Saturday Night Theatre
- Genre: Drama
- Country of origin: United Kingdom
- Language: English
- Home station: BBC Home Service (1943–1967); BBC Radio 4 (1967–1996);
- Original release: 3 April 1943 – 29 June 1996

= Saturday Night Theatre =

BBC radio drama strand, 1943–1996

Saturday Night Theatre was a long-running radio drama strand on the BBC Home Service and its successor, BBC Radio 4. Launched in April 1943, the strand showcased feature-length, middlebrow single plays on Saturday evenings for more than fifty years. The plays featured included stage plays, book adaptations and original dramatisations. For most of its history, programmes ran for ninety minutes and were largely entertainment-centred, such as thrillers, comedies and mysteries.

==History==
Saturday Night Theatre was noted as the major drama of the week on BBC Radio 4 from 1943 until September 1990 when the ninety minute regular slot was taken over by The Forsyte Chronicles, a serial of twenty-three hour-long episodes.
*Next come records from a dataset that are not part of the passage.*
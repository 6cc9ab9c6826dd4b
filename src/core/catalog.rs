use crate::core::card::CardRenderer;
use crate::core::filter::FilterEngine;
use crate::core::list_view::ListView;
use crate::core::modal::DetailModal;
use crate::core::store::ProjectStore;
use crate::core::{GridSurface, ModalSurface, SiteSettings, UiEvent};

/// The catalog page: one store, one grid, one modal.
///
/// Every operation runs to completion against the owned surfaces, so the
/// page is driven by calling these methods from whatever event loop hosts it.
pub struct CatalogPage<G: GridSurface, M: ModalSurface> {
    store: ProjectStore,
    list: ListView<G>,
    modal: DetailModal<M>,
}

impl<G: GridSurface, M: ModalSurface> CatalogPage<G, M> {
    pub fn new<S: SiteSettings>(store: ProjectStore, grid: G, modal: M, site: &S) -> Self {
        let renderer = CardRenderer::new(site.escape_markup());
        Self {
            store,
            list: ListView::new(grid, renderer).with_no_results_message(site.no_results_message()),
            modal: DetailModal::new(modal, renderer),
        }
    }

    /// Renders the full list.
    pub fn load(&mut self) -> usize {
        let count = self.list.render(self.store.all());
        tracing::debug!("Catalog loaded with {} projects", count);
        count
    }

    pub fn search(&mut self, query: &str) -> usize {
        let matches = FilterEngine::new(&self.store).search_by_text(query);
        self.list.render_filtered(matches)
    }

    pub fn filter_by_technology(&mut self, tech: &str) -> usize {
        let matches = FilterEngine::new(&self.store).filter_by_technology(tech);
        self.list.render_filtered(matches)
    }

    pub fn reset(&mut self) -> usize {
        let all = FilterEngine::new(&self.store).reset();
        self.list.render(all)
    }

    pub fn view(&mut self, id: u32) -> bool {
        self.modal.view(&self.store, id)
    }

    /// Routes a UI event. Returns `true` when the event changed the modal.
    pub fn handle_event(&mut self, event: &UiEvent) -> bool {
        match event {
            UiEvent::ViewClicked(id) => self.view(*id),
            other => self.modal.handle_event(other),
        }
    }

    pub fn store(&self) -> &ProjectStore {
        &self.store
    }

    pub fn list(&self) -> &ListView<G> {
        &self.list
    }

    pub fn modal(&self) -> &DetailModal<M> {
        &self.modal
    }
}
When this was completed in March 1991, further serials were produced. The ninety minute regular slot for plays was finally scrapped in June 1996. Audiences had reached a peak of 6.75 million in 1955, but by the end the average audience levels had fallen to between 50,000 and 100,000, although with another 500,000 listening to the Monday afternoon repeat. Shorter plays continued to be broadcast on Radio 4 on Saturday evenings from 1996 until the relaunch of the channel's schedule in April 1998 by James Boyle, when single dramas were removed from the Saturday evening schedule.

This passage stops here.